- INFORMATION PROVIDED:

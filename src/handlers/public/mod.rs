// handlers/public/mod.rs - endpoints served by the gateway itself
//
// These never reach the upstream service.

pub mod auth;

use axum::{extract::State, response::Json};
use serde_json::{json, Value};

use crate::proxy::ROUTES;
use crate::state::AppState;

pub use auth::logout;

/// GET / - service descriptor with the proxied route table
pub async fn root(State(state): State<AppState>) -> Json<Value> {
    let routes: Vec<Value> = ROUTES
        .iter()
        .map(|route| {
            json!({
                "name": route.name,
                "method": route.method.as_str(),
                "path": route.inbound,
                "credential": route.requires_credential,
            })
        })
        .collect();

    Json(json!({
        "success": true,
        "data": {
            "name": env!("CARGO_PKG_NAME"),
            "version": env!("CARGO_PKG_VERSION"),
            "upstream": state.config.upstream.base_url,
            "routes": routes,
        }
    }))
}

/// GET /health - liveness only; the upstream is not probed
pub async fn health() -> Json<Value> {
    Json(json!({
        "success": true,
        "data": {
            "status": "ok",
            "timestamp": chrono::Utc::now(),
        }
    }))
}
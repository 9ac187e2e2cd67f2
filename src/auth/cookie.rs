use axum::http::{header::InvalidHeaderValue, HeaderValue};

pub const SESSION_COOKIE_NAME: &str = "token";

/// Seven days.
pub const SESSION_MAX_AGE_SECS: u64 = 7 * 24 * 60 * 60;

/// Build the `Set-Cookie` value that stores a freshly issued credential.
pub fn session_cookie(token: &str, secure: bool) -> Result<HeaderValue, InvalidHeaderValue> {
    let mut cookie = format!(
        "{SESSION_COOKIE_NAME}={token}; Path=/; HttpOnly; SameSite=Lax; Max-Age={SESSION_MAX_AGE_SECS}"
    );
    if secure {
        cookie.push_str("; Secure");
    }
    HeaderValue::from_str(&cookie)
}

/// Build the `Set-Cookie` value that overwrites the credential with an already-expired one.
pub fn clear_session_cookie(secure: bool) -> HeaderValue {
    let mut cookie = format!(
        "{SESSION_COOKIE_NAME}=; Path=/; HttpOnly; SameSite=Lax; Max-Age=0; Expires=Thu, 01 Jan 1970 00:00:00 GMT"
    );
    if secure {
        cookie.push_str("; Secure");
    }
    HeaderValue::from_str(&cookie).unwrap_or_else(|_| HeaderValue::from_static("token=; Path=/; Max-Age=0"))
}
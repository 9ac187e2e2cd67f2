use std::time::Duration;

use serde_json::json;

use crate::cli::{utils::output, OutputFormat};
use crate::config;

/// Any HTTP answer counts as reachable; only transport failures mark the upstream down
pub async fn handle(url: Option<String>, output_format: OutputFormat) -> anyhow::Result<()> {
    let url = url.unwrap_or_else(|| config::config().upstream.base_url.clone());
    let client = reqwest::Client::new();

    let (up, detail) = match client.get(&url).timeout(Duration::from_secs(5)).send().await {
        Ok(response) => (true, format!("HTTP {}", response.status().as_u16())),
        Err(e) => (false, e.to_string()),
    };

    let text = format!("{} is {} ({})", url, if up { "up" } else { "down" }, detail);
    output(
        output_format,
        &json!({ "url": url, "status": if up { "up" } else { "down" }, "detail": detail }),
        &text,
    )?;

    if !up {
        anyhow::bail!("upstream {} unreachable", url);
    }
    Ok(())
}
// HTTP API Error Types
use axum::{http::StatusCode, response::IntoResponse, Json};
use serde_json::{json, Value};

use crate::upstream::UpstreamError;

pub const MISSING_CREDENTIAL_MESSAGE: &str = "No authentication token found";
pub const INTERNAL_ERROR_MESSAGE: &str = "Internal server error";

/// Error returned to gateway callers, always rendered as `{success:false, error}`
#[derive(Debug)]
pub enum ApiError {
    // 401 Unauthorized, raised before any upstream call
    Unauthorized(String),

    // 404 Not Found
    NotFound(String),

    // Non-2xx reply from upstream, relayed with its own status
    UpstreamRejected { status: StatusCode, message: String },

    // 500 Internal Server Error (transport or parse failures)
    InternalServerError(String),
}

impl ApiError {
    /// Get HTTP status code
    pub fn status_code(&self) -> StatusCode {
        match self {
            ApiError::Unauthorized(_) => StatusCode::UNAUTHORIZED,
            ApiError::NotFound(_) => StatusCode::NOT_FOUND,
            ApiError::UpstreamRejected { status, .. } => *status,
            ApiError::InternalServerError(_) => StatusCode::INTERNAL_SERVER_ERROR,
        }
    }

    /// Get client-safe error message
    pub fn message(&self) -> &str {
        match self {
            ApiError::Unauthorized(msg) => msg,
            ApiError::NotFound(msg) => msg,
            ApiError::UpstreamRejected { message, .. } => message,
            ApiError::InternalServerError(msg) => msg,
        }
    }

    /// Convert to JSON response body
    pub fn to_json(&self) -> Value {
        json!({
            "success": false,
            "error": self.message(),
        })
    }
}

impl ApiError {
    pub fn missing_credential() -> Self {
        ApiError::Unauthorized(MISSING_CREDENTIAL_MESSAGE.to_string())
    }

    pub fn not_found(message: impl Into<String>) -> Self {
        ApiError::NotFound(message.into())
    }

    pub fn upstream_rejected(status: StatusCode, message: impl Into<String>) -> Self {
        ApiError::UpstreamRejected {
            status,
            message: message.into(),
        }
    }

    pub fn internal_server_error() -> Self {
        ApiError::InternalServerError(INTERNAL_ERROR_MESSAGE.to_string())
    }
}

impl From<UpstreamError> for ApiError {
    fn from(err: UpstreamError) -> Self {
        // Never expose transport details to callers
        tracing::error!("Proxy call failed: {}", err);
        ApiError::internal_server_error()
    }
}

impl std::fmt::Display for ApiError {
    fn fmt(&self, f: &mut std::fmt::Formatter<'_>) -> std::fmt::Result {
        write!(f, "{}", self.message())
    }
}

impl std::error::Error for ApiError {}

// Automatic HTTP response conversion for Axum
impl IntoResponse for ApiError {
    fn into_response(self) -> axum::response::Response {
        (self.status_code(), Json(self.to_json())).into_response()
    }
}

- EXERCISE DESCRIPTION:
The result is a copy of every line above where the word "async" shows up.

- WRITTEN SOLUTION:
pub async fn root(State(state): State<AppState>) -> Json<Value> {
pub async fn health() -> Json<Value> {
pub async fn handle(url: Option<String>, output_format: OutputFormat) -> anyhow::Result<()> {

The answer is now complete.